Depok, –lensa publik .com
Pembangunan proyek jembatan Kali Jantung di Cilodong, hasil kerja sama lintas batas Kota Depok dan Kabupaten Bogor, menuai sorotan tajam. Proyek yang ditargetkan selesai pada 6 Oktober mendatang ini dinilai tidak hanya lambat dan asal-asalan, tetapi juga diduga kuat melanggar sejumlah aturan hukum dan prinsip transparansi yang diamanatkan Undang-Undang.
Keluhan utama masyarakat adalah tidak adanya papan nama proyek di lokasi pembangunan. Papan yang seharusnya memuat informasi dasar seperti nama pelaksana pekerjaan, nama konsultan pengawas, dan nilai anggaran proyek ternyata tidak terpasang.
Kondisi ini secara jelas bertentangan dengan Peraturan Menteri Pekerjaan Umum Nomor 10/PRT/M/2015 tentang Pedoman Sistem Pengadaan Kerja Konstruksi, yang mewajibkan pemasangan papan informasi proyek. Lebih dari itu, hal ini juga melanggar semangat Pasal 28F UUD 1945 yang menjamin hak setiap orang untuk memperoleh informasi. Masyarakat, sebagai pemegang kedaulatan dan pihak yang terdampak, justru dibiarkan gelap mengenai detail penggunaan anggaran publik.
“Warga komplain terkait pengerjaan yang tidak selesai dalam waktu yang ditentukan, tetapi yang paling mendasar, kami bahkan tidak tahu siapa yang bertanggung jawab dan berapa uang rakyat yang dikeluarkan untuk proyek ini. Ini jelas pengingkaran terhadap prinsip akuntabilitas,” ujar seorang warga yang enggan disebutkan namanya.

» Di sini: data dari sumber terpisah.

mod support;

use std::time::{Duration, Instant};

use genwatch_core::{
    update, Effect, GenerationConfig, JobId, JobKind, JobStatus, Msg, ObserverOutcome,
    ProjectorState,
};
use genwatch_engine::{
    CancelOutcome, EngineEvent, ObserverUpdate, Orchestrator, PollSettings, StreamSettings,
};
use support::{document, init_logging, FakeBackend};

fn fast_polls() -> PollSettings {
    PollSettings {
        interval: Duration::from_millis(10),
        max_polls: 400,
        completion_grace: Duration::from_millis(10),
    }
}

/// Collects events until `done` matches one or the wait budget runs out.
fn collect_until(
    orchestrator: &Orchestrator,
    mut done: impl FnMut(&EngineEvent) -> bool,
) -> Vec<EngineEvent> {
    let deadline = Instant::now() + Duration::from_secs(5);
    let mut events = Vec::new();
    while Instant::now() < deadline {
        if let Some(event) = orchestrator.recv_timeout(Duration::from_millis(50)) {
            let finished = done(&event);
            events.push(event);
            if finished {
                break;
            }
        }
    }
    events
}

/// Hands the engine-bound effects of one projector step to the orchestrator.
fn run_effects(orchestrator: &Orchestrator, effects: Vec<Effect>) {
    for effect in effects {
        match effect {
            Effect::Reconnect { job_id, kind } => orchestrator.reconnect(job_id, kind),
            Effect::Cancel { job_id, .. } => orchestrator.cancel(job_id),
            Effect::StopObserver { job_id } => {
                orchestrator.stop_observer(&job_id);
            }
            _ => {}
        }
    }
}

#[test]
fn submitted_document_is_observed_to_completion() {
    init_logging();
    let backend = FakeBackend::new();
    backend.push_document(Ok(document(JobStatus::Generating, 1)));
    backend.push_document(Ok(document(JobStatus::Completed, 2)));
    let orchestrator =
        Orchestrator::with_backend(backend.clone(), fast_polls(), StreamSettings::default())
            .unwrap();

    orchestrator.submit(
        JobKind::Document,
        "ws-1".to_string(),
        GenerationConfig {
            title: "Cells".to_string(),
            ..GenerationConfig::default()
        },
    );
    let events = collect_until(&orchestrator, |event| {
        matches!(event, EngineEvent::Submitted { .. })
    });
    let Some(EngineEvent::Submitted { job_id, kind, .. }) = events.last().cloned() else {
        panic!("no submission event: {events:?}");
    };
    assert_eq!(kind, JobKind::Document);
    assert_eq!(FakeBackend::count(&backend.started), 1);

    orchestrator.start_observer(job_id.clone(), kind, 10);
    let events = collect_until(&orchestrator, |event| {
        matches!(
            event,
            EngineEvent::Observer(observed) if observed.is_finished()
        )
    });
    let finished = events
        .iter()
        .filter(|event| matches!(event, EngineEvent::Observer(observed) if observed.is_finished()))
        .count();
    assert_eq!(finished, 1);
    assert!(events.iter().any(|event| matches!(
        event,
        EngineEvent::Observer(observed)
            if observed.update == ObserverUpdate::Finished { outcome: ObserverOutcome::Completed, items: None }
    )));
    // A finished observer leaves the registry.
    assert_eq!(orchestrator.active_observers(), 0);
}

#[test]
fn events_from_a_stopped_observer_are_dropped() {
    init_logging();
    let backend = FakeBackend::new();
    backend.push_document(Ok(document(JobStatus::Generating, 3)));
    let orchestrator =
        Orchestrator::with_backend(backend.clone(), fast_polls(), StreamSettings::default())
            .unwrap();
    let id = JobId::new("doc-1");

    orchestrator.start_observer(id.clone(), JobKind::Document, 10);
    // Let a few polls land in the channel before stopping.
    std::thread::sleep(Duration::from_millis(100));
    assert!(orchestrator.stop_observer(&id));
    assert!(!orchestrator.stop_observer(&id));

    assert!(orchestrator.recv_timeout(Duration::from_millis(100)).is_none());
}

#[test]
fn cancel_reports_its_outcome() {
    init_logging();
    let backend = FakeBackend::new();
    backend.push_document(Ok(document(JobStatus::Generating, 0)));
    let orchestrator =
        Orchestrator::with_backend(backend.clone(), fast_polls(), StreamSettings::default())
            .unwrap();
    let id = JobId::new("doc-1");

    orchestrator.start_observer(id.clone(), JobKind::Document, 10);
    orchestrator.cancel(id.clone());
    let events = collect_until(&orchestrator, |event| {
        matches!(event, EngineEvent::CancelFinished { .. })
    });
    assert!(events.contains(&EngineEvent::CancelFinished {
        job_id: id.clone(),
        outcome: CancelOutcome::Acknowledged,
    }));

    orchestrator.cancel(id.clone());
    let events = collect_until(&orchestrator, |event| {
        matches!(event, EngineEvent::CancelFinished { .. })
    });
    assert_eq!(
        events.last(),
        Some(&EngineEvent::CancelFinished {
            job_id: id,
            outcome: CancelOutcome::AlreadyStopped,
        })
    );
    assert_eq!(FakeBackend::count(&backend.cancels), 1);
}

#[test]
fn reconnect_announces_attach_before_observer_events() {
    init_logging();
    let backend = FakeBackend::new();
    backend.push_document(Ok(document(JobStatus::Generating, 2)));
    let orchestrator =
        Orchestrator::with_backend(backend.clone(), fast_polls(), StreamSettings::default())
            .unwrap();
    let id = JobId::new("doc-1");

    orchestrator.reconnect(id.clone(), JobKind::Document);
    let events = collect_until(&orchestrator, |event| {
        matches!(
            event,
            EngineEvent::Observer(observed) if matches!(observed.update, ObserverUpdate::LogLines(_))
        )
    });
    assert_eq!(
        events.first(),
        Some(&EngineEvent::ReconnectAttached {
            job_id: id,
            status: JobStatus::Generating,
        })
    );
    assert_eq!(orchestrator.active_observers(), 1);
}

#[test]
fn stop_on_attach_notice_leaves_no_observer_behind() {
    init_logging();
    let backend = FakeBackend::new();
    backend.push_document(Ok(document(JobStatus::Generating, 2)));
    let orchestrator =
        Orchestrator::with_backend(backend.clone(), fast_polls(), StreamSettings::default())
            .unwrap();

    for n in 0..50 {
        let id = JobId::new(format!("doc-{n}"));
        orchestrator.reconnect(id.clone(), JobKind::Document);
        let events = collect_until(&orchestrator, |event| {
            matches!(event, EngineEvent::ReconnectAttached { .. })
        });
        assert!(
            matches!(events.last(), Some(EngineEvent::ReconnectAttached { job_id, .. }) if *job_id == id),
            "no attach notice: {events:?}"
        );
        // The observer is registered by the time the notice is read.
        assert!(orchestrator.stop_observer(&id));
        assert_eq!(orchestrator.active_observers(), 0);
    }
    assert!(orchestrator.recv_timeout(Duration::from_millis(100)).is_none());
}

#[test]
fn cancel_during_reconnect_reaches_the_backend_once_attached() {
    init_logging();
    let backend = FakeBackend::new();
    backend.push_document(Ok(document(JobStatus::Generating, 2)));
    let orchestrator =
        Orchestrator::with_backend(backend.clone(), fast_polls(), StreamSettings::default())
            .unwrap();
    let id = JobId::new("doc-1");

    let (state, effects) = update(
        ProjectorState::new(),
        Msg::ReconnectRequested {
            job_id: id.clone(),
            kind: JobKind::Document,
        },
    );
    run_effects(&orchestrator, effects);
    let (state, effects) = update(state, Msg::CancelClicked { job_id: id.clone() });
    run_effects(&orchestrator, effects);

    let events = collect_until(&orchestrator, |event| {
        matches!(event, EngineEvent::ReconnectAttached { .. })
    });
    let Some(EngineEvent::ReconnectAttached { job_id, status }) = events.last().cloned() else {
        panic!("no attach notice: {events:?}");
    };
    let (_, effects) = update(state, Msg::ReconnectAttached { job_id, status });
    run_effects(&orchestrator, effects);

    let events = collect_until(&orchestrator, |event| {
        matches!(event, EngineEvent::CancelFinished { .. })
    });
    assert_eq!(
        events.last(),
        Some(&EngineEvent::CancelFinished {
            job_id: id,
            outcome: CancelOutcome::Acknowledged,
        })
    );
    assert_eq!(FakeBackend::count(&backend.cancels), 1);
    assert_eq!(orchestrator.active_observers(), 0);
}

#[test]
fn restart_is_reported_for_the_same_job() {
    init_logging();
    let backend = FakeBackend::new();
    let orchestrator =
        Orchestrator::with_backend(backend.clone(), fast_polls(), StreamSettings::default())
            .unwrap();
    let id = JobId::new("doc-1");

    orchestrator.restart(id.clone(), None);
    let events = collect_until(&orchestrator, |event| {
        matches!(event, EngineEvent::Restarted { .. })
    });
    assert_eq!(
        events.last(),
        Some(&EngineEvent::Restarted {
            job_id: id,
            config: None,
        })
    );
    assert_eq!(FakeBackend::count(&backend.restarts), 1);
}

Masalah lain yang muncul adalah pengerjaan proyek yang tidak diawali dengan sosialisasi dan simulasi lalu lintas. Akibatnya, kemacetan parah terjadi di sejumlah titik. Kondisi lalu lintas yang kacau ini bahkan memaksa personel Provost Kostrad turun tangan untuk mengatur kendaraan yang tidak teratur.
Ketidakhadiran pemerintah dalam mengawasi dampak proyek ini dinilai sebagai bentuk kelalaian dalam melaksanakan kewajiban negara untuk melindungi segenap bangsa, sebagaimana diamanatkan dalam Pembukaan UUD 1945. Dampaknya juga dirasakan pemilik usaha di sekitar lokasi yang mengeluhkan penurunan omzet akibat akses yang terhambat dan lambatnya pengerjaan.
Yang memperparah kondisi, proyek ini dikerjakan secara manual tanpa menggunakan alat berat, termasuk tidak adanya mesin sedot air untuk menangani genangan, sehingga dinilai sangat memperihatinkan. Metode ini dianggap tidak profesional, terlebih lokasi proyek berada di area objek vital militer yang sering dilintasi pejabat tinggi militer dan kendaraan alat utama sistem pertahanan (Alutsista).
Ketidakprofesionalan ini berpotensi mengganggu operasional dan keamanan fasilitas vital, yang seharusnya mendapatkan penanganan khusus dan serius dari pemerintah daerah.
Masyarakat menuntut transparansi dan tanggung jawab dari Dinas PUPR Kota Depok dan Dinas PUPR Kabupaten Bogor. Mereka mendesak kedua dinas tersebut untuk segera menindaklanjuti pelanggaran yang terjadi, memastikan proyek sesuai jadwal, dan yang terpenting, membuka seluruh informasi proyek kepada publik.
Hingga berita ini diturunkan, berbagai komplain warga belum mendapatkan respons yang memadai dari pihak dinas terkait. Warga berharap, dengan mendasarkan tuntutan pada aturan hukum dan konstitusi, pemerintah dapat segera bertindak untuk memperbaiki pelaksanaan proyek ini dan memulihkan hak-hak masyarakat yang telah terabaikan.